Whenever these questions of a Roman authorization to celebrate the traditional liturgy are brought up, it is important not to go down the road of “it's just a permission, it could always be revoked…”, and to think that the traditional liturgy's existence depends on these permissions. As a matter of fact, the Tridentine Mass was forbidden by the reform of Paul VI. Yet despite this prohibition, thanks to some faithful, some priests, and two bishops, it lived on and spread to such an extent that the “moderate” wing of conciliar Rome, particularly in the person of Cardinal Ratzinger, later Benedict XVI, incrementally acknowledged its legitimacy in 1984, 1988, and 2007. It is, then, because those who practiced it were convinced, in the name of the sensus fidei, that the traditional liturgy was legitimate that the postconciliar authorities finally acknowledged its legitimacy.


Of course, these successive texts allowed it to spread even further—especially Summorum Pontificum, which brought the use of the Tridentine missal from an ill-defined status of ‘privilege’ to that of a right. Paix Liturgique has demonstrated in great detail that within ten years, i.e. until 2017, the number of ‘authorized’ traditional worship venues doubled throughout the world: in the USA, 530 traditional worship venues against about 230 in 2007; in Germany 153 against 54; in Poland, 45 against 5; in England and Wales, 147 extraordinary form venues in 2017 against 26 in 2007; in France, 104 traditional worship venues in 2007, 235 in 2019, to which add over 200 Society of Saint Pius X Mass venues (Source: our Letter 601 [16 July 2017] plus more recent data).

Thanks are due to Benedict XVI for this free development, but thanks are also due to what came before and made it possible for the multitude of ‘resister’ faithful, thanks are due to the host of traditional priests, to Archbishop Lefebvre, to Bishop de Castro Meyer. Those people, to speak only of France (but one might also speak of the traditional liturgy’s place in the USA, with 1% of Mass venues and a laity well under the median age), provide a yearly “yield” of 15-20% of priests that function more or less as diocesan priests. Add to this men’s and women’s religious communities that are specified by this liturgy, and a whole network of independent schools whose chaplains celebrate the traditional Mass. As for future development, one can evaluate it with the series of survey polls Paix Liturgique commissioned between 2006 and 2016 (Eleven Surveys for History, Les Dossiers d’OremusPaix Liturgique, 2018).

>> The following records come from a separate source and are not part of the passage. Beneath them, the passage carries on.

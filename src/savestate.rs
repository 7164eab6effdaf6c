/*!
Savestate protocol.

A snapshot is one JSON document embedding the full ROM image, machine
memory, timing accumulators, the id of every active core and each core's
opaque state blob. Restoring is resilient per field: a stage that fails
(unknown core id, malformed blob, short buffer) logs and moves on, so one
bad field degrades that subsystem instead of rejecting the whole snapshot.

Restore order matters: the cartridge is rebuilt first when the embedded
ROM differs from the loaded one, then timing, RAM and mapper state (banks
must be mapped before PRG/CHR RAM contents mean anything), then the cores,
controllers last.

Core selection carries both the string id and a legacy numeric slot; when
the id is unknown the slot indexes the preference order, so snapshots
written by builds with different core rosters still land on something
runnable.
*/

use serde::{Deserialize, Serialize};
use serde_json::Value;

use crate::bus::Bus;
use crate::cartridge::Cartridge;
use crate::console::Console;
use crate::cpu::CPU_PREFERENCE;
use crate::errors::{EmuError, Result};

const SNAPSHOT_MAGIC: &str = "POLYNES";
const SNAPSHOT_VERSION: u32 = 1;

#[derive(Serialize, Deserialize)]
struct Snapshot {
    magic: String,
    version: u32,
    rom_name: String,
    rom_hash: String,
    rom: Vec<u8>,
    ram: Vec<u8>,
    extra_cycle_acc: u32,
    overshoot_carry: u32,
    global_cycle: u64,
    cpu_core_id: String,
    pixel_core_id: String,
    audio_core_id: String,
    /// Legacy slot numbers; index the preference order when the id above
    /// is not registered.
    cpu_core_slot: u32,
    audio_core_slot: u32,
    cpu: Value,
    pixel: Value,
    audio: Value,
    mapper: Value,
    prg_ram: Vec<u8>,
    chr_ram: Vec<u8>,
    pad1: (u8, u8, bool),
    pad2: (u8, u8, bool),
}

impl Console {
    pub fn save_state(&mut self) -> Result<String> {
        let cpu_id = self.cpu_registry.active_id();
        let audio_id = self.bus.audio_core_id();
        let snap = Snapshot {
            magic: SNAPSHOT_MAGIC.to_string(),
            version: SNAPSHOT_VERSION,
            rom_name: self.rom_name.clone(),
            rom_hash: self.bus.cartridge().rom_hash(),
            rom: self.bus.cartridge().rom().to_vec(),
            ram: self.bus.ram_snapshot(),
            extra_cycle_acc: self.timing.extra_cycle_acc,
            overshoot_carry: self.timing.overshoot_carry,
            global_cycle: self.timing.global_cycle,
            cpu_core_id: cpu_id.to_string(),
            pixel_core_id: self.bus.pixel_core_id().to_string(),
            audio_core_id: audio_id.to_string(),
            cpu_core_slot: slot_of(CPU_PREFERENCE, cpu_id),
            audio_core_slot: slot_of(Bus::audio_preference(), audio_id),
            cpu: self.cpu_registry.active().export_state(),
            pixel: self.bus.pixel().export_state(),
            audio: self.bus.audio().export_state(),
            mapper: self.bus.cartridge().mapper_state(),
            prg_ram: self.bus.cartridge().prg_ram_snapshot(),
            chr_ram: self.bus.cartridge().chr_ram_snapshot(),
            pad1: self.bus.pad1().raw_state(),
            pad2: self.bus.pad2().raw_state(),
        };
        Ok(serde_json::to_string(&snap)?)
    }

    pub fn load_state(&mut self, json: &str) -> Result<()> {
        let snap: Snapshot = serde_json::from_str(json)?;
        if snap.magic != SNAPSHOT_MAGIC {
            return Err(EmuError::StateRestore("not a snapshot document".into()));
        }
        if snap.version != SNAPSHOT_VERSION {
            return Err(EmuError::StateRestore(format!(
                "snapshot version {} not supported",
                snap.version
            )));
        }

        // Stage 1: make sure the right game is in the machine.
        let same_rom = self.bus.cartridge().rom().len() == snap.rom.len()
            && self.bus.cartridge().rom_hash() == snap.rom_hash;
        if !same_rom {
            let cartridge = Cartridge::new(&snap.rom)?;
            self.bus = Bus::new(cartridge);
            log::info!("snapshot carries a different rom, cartridge rebuilt");
        }

        // Stage 2: timing.
        self.timing.extra_cycle_acc = snap.extra_cycle_acc;
        self.timing.overshoot_carry = snap.overshoot_carry;
        self.timing.global_cycle = snap.global_cycle;
        self.timing.reseed_markers();

        // Stage 3: memory, mapper before its RAM banks.
        self.bus.load_ram(&snap.ram);
        self.bus.cartridge().load_mapper_state(&snap.mapper);
        self.bus.cartridge().load_prg_ram(&snap.prg_ram);
        self.bus.cartridge().load_chr_ram(&snap.chr_ram);

        // Stage 4: cores, each individually resilient.
        let cpu_id = resolve_core_id(
            &snap.cpu_core_id,
            snap.cpu_core_slot,
            CPU_PREFERENCE,
            |id| self.cpu_registry.contains(id),
        );
        if let Err(e) = self.cpu_registry.swap_to(&cpu_id, |_, _| {}) {
            log::warn!("cpu core selection failed: {e}");
        }
        if let Err(e) = self.cpu_registry.active_mut().import_state(&snap.cpu) {
            log::warn!("cpu state not restored: {e}");
        }

        if self.bus.select_pixel(&snap.pixel_core_id).is_err() {
            log::warn!(
                "pixel core '{}' unknown, keeping '{}'",
                snap.pixel_core_id,
                self.bus.pixel_core_id()
            );
        }
        if let Err(e) = self.bus.pixel().import_state(&snap.pixel) {
            log::warn!("pixel state not restored: {e}");
        }
        self.bus.pixel().clear_buffers();

        let audio_id = resolve_core_id(
            &snap.audio_core_id,
            snap.audio_core_slot,
            Bus::audio_preference(),
            |id| self.bus.audio_core_ids().iter().any(|c| *c == id),
        );
        if let Err(e) = self.bus.select_audio(&audio_id) {
            log::warn!("audio core selection failed: {e}");
        }
        if let Err(e) = self.bus.audio().import_state(&snap.audio) {
            log::warn!("audio state not restored: {e}");
        }
        self.bus.audio().clear_audio_buffers();

        // Stage 5: controllers.
        let (l, s, st) = snap.pad1;
        self.bus.pad1().restore_raw_state(l, s, st);
        let (l, s, st) = snap.pad2;
        self.bus.pad2().restore_raw_state(l, s, st);

        self.rom_name = snap.rom_name;
        self.crashed = false;
        self.crash_info = None;
        Ok(())
    }
}

/// Which game a snapshot holds, without restoring it.
pub fn saved_rom_name(json: &str) -> Option<String> {
    let v: Value = serde_json::from_str(json).ok()?;
    if v.get("magic")?.as_str()? != SNAPSHOT_MAGIC {
        return None;
    }
    Some(v.get("rom_name")?.as_str()?.to_string())
}

fn slot_of(preference: &[&str], id: &str) -> u32 {
    preference.iter().position(|p| *p == id).unwrap_or(0) as u32
}

fn resolve_core_id(
    id: &str,
    slot: u32,
    preference: &[&str],
    known: impl Fn(&str) -> bool,
) -> String {
    if known(id) {
        return id.to_string();
    }
    let fallback = preference
        .get(slot as usize)
        .copied()
        .unwrap_or(preference[0]);
    log::warn!("core id '{id}' unknown, falling back to '{fallback}'");
    fallback.to_string()
}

So if bishops worldwide provide honest answers to this CDF questionnaire, they will confirm (and to tell the truth, the very fact that this questionnaire was sent out confirms it) a massive fact: fifty years into the liturgical reform, traditional worship, while in the minority, is certainly part of the landscape. It coexists with the new rite with a surprising vitality. With irreducible vitality, in fact.